Each entry should be quoted word for word, including every mark of punctuation.

[Stored items]
___

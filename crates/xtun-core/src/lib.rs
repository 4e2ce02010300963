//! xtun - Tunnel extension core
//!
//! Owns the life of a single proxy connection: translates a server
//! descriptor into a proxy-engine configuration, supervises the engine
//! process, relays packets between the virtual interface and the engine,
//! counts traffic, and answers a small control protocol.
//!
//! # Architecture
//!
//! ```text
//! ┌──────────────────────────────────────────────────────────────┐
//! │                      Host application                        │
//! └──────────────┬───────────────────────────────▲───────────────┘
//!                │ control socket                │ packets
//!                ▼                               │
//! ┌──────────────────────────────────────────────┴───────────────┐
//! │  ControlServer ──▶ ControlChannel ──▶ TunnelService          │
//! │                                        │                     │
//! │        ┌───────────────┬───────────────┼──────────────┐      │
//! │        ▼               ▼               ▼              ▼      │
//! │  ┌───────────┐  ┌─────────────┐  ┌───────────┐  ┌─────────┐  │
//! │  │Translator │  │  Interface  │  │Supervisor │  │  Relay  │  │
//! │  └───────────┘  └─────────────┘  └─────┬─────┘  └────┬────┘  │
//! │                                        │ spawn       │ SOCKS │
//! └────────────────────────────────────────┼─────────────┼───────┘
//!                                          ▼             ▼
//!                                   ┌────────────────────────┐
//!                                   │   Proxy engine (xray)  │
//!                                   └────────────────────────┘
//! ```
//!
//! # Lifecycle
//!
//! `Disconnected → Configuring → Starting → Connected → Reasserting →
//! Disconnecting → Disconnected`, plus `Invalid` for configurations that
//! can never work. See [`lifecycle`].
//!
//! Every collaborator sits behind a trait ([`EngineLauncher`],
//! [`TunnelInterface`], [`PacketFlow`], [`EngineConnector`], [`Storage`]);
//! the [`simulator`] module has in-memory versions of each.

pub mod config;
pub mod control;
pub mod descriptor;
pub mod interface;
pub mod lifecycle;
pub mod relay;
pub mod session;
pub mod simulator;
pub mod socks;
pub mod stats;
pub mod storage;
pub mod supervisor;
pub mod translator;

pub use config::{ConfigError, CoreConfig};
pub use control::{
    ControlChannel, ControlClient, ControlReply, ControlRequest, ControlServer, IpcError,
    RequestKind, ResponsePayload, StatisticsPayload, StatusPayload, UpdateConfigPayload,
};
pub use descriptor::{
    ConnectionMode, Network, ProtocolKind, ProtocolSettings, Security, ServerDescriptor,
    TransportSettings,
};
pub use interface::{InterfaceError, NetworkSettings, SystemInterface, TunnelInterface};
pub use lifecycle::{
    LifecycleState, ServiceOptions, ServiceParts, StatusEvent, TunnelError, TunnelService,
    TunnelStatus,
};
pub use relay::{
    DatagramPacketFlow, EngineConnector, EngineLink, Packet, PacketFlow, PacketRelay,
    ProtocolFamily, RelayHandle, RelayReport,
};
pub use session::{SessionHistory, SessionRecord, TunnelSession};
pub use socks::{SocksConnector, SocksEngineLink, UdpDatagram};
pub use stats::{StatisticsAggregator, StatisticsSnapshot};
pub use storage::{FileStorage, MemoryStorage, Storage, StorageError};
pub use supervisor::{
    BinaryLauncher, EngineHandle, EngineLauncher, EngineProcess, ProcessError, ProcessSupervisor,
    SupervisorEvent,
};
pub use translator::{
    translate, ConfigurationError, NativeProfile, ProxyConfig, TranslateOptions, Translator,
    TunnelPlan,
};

___

TASK RESPONSE:
filename crates/xtun-core/src/lib.rs
repository 4e2ce02010300963
//! xtun - Tunnel extension core
//!
//! Owns the life of a single proxy connection: translates a server
//! descriptor into a proxy-engine configuration, supervises the engine
//! process, relays packets between the virtual interface and the engine,
//! counts traffic, and answers a small control protocol.
//!
//! # Architecture
//!
//! ```text
//! ┌──────────────────────────────────────────────────────────────┐
//! │                      Host application                        │
//! └──────────────┬───────────────────────────────▲───────────────┘
//!                │ control socket                │ packets
//!                ▼                               │
//! ┌──────────────────────────────────────────────┴───────────────┐
//! │  ControlServer ──▶ ControlChannel ──▶ TunnelService          │
//! │                                        │                     │
//! │        ┌───────────────┬───────────────┼──────────────┐      │
//! │        ▼               ▼               ▼              ▼      │
//! │  ┌───────────┐  ┌─────────────┐  ┌───────────┐  ┌─────────┐  │
//! │  │Translator │  │  Interface  │  │Supervisor │  │  Relay  │  │
//! │  └───────────┘  └─────────────┘  └─────┬─────┘  └────┬────┘  │
//! │                                        │ spawn       │ SOCKS │
//! └────────────────────────────────────────┼─────────────┼───────┘
//!                                          ▼             ▼
//!                                   ┌────────────────────────┐
//!                                   │   Proxy engine (xray)  │
//!                                   └────────────────────────┘
//! ```
//!
//! # Lifecycle
//!
//! `Disconnected → Configuring → Starting → Connected → Reasserting →
//! Disconnecting → Disconnected`, plus `Invalid` for configurations that
//! can never work. See [`lifecycle`].
//!
//! Every collaborator sits behind a trait ([`EngineLauncher`],
//! [`TunnelInterface`], [`PacketFlow`], [`EngineConnector`], [`Storage`]);
//! the [`simulator`] module has in-memory versions of each.

pub mod config;
pub mod control;
pub mod descriptor;
pub mod interface;
pub mod lifecycle;
pub mod relay;
pub mod session;
pub mod simulator;
pub mod socks;
pub mod stats;
pub mod storage;
pub mod supervisor;
pub mod translator;

pub use config::{ConfigError, CoreConfig};
pub use control::{
    ControlChannel, ControlClient, ControlReply, ControlRequest, ControlServer, IpcError,
    RequestKind, ResponsePayload, StatisticsPayload, StatusPayload, UpdateConfigPayload,
};
pub use descriptor::{
    ConnectionMode, Network, ProtocolKind, ProtocolSettings, Security, ServerDescriptor,
    TransportSettings,
};
pub use interface::{InterfaceError, NetworkSettings, SystemInterface, TunnelInterface};
pub use lifecycle::{
    LifecycleState, ServiceOptions, ServiceParts, StatusEvent, TunnelError, TunnelService,
    TunnelStatus,
};
pub use relay::{
    DatagramPacketFlow, EngineConnector, EngineLink, Packet, PacketFlow, PacketRelay,
    ProtocolFamily, RelayHandle, RelayReport,
};
pub use session::{SessionHistory, SessionRecord, TunnelSession};
pub use socks::{SocksConnector, SocksEngineLink, UdpDatagram};
pub use stats::{StatisticsAggregator, StatisticsSnapshot};
pub use storage::{FileStorage, MemoryStorage, Storage, StorageError};
pub use supervisor::{
    BinaryLauncher, EngineHandle, EngineLauncher, EngineProcess, ProcessError, ProcessSupervisor,
    SupervisorEvent,
};
pub use translator::{
    translate, ConfigurationError, NativeProfile, ProxyConfig, TranslateOptions, Translator,
    TunnelPlan,
};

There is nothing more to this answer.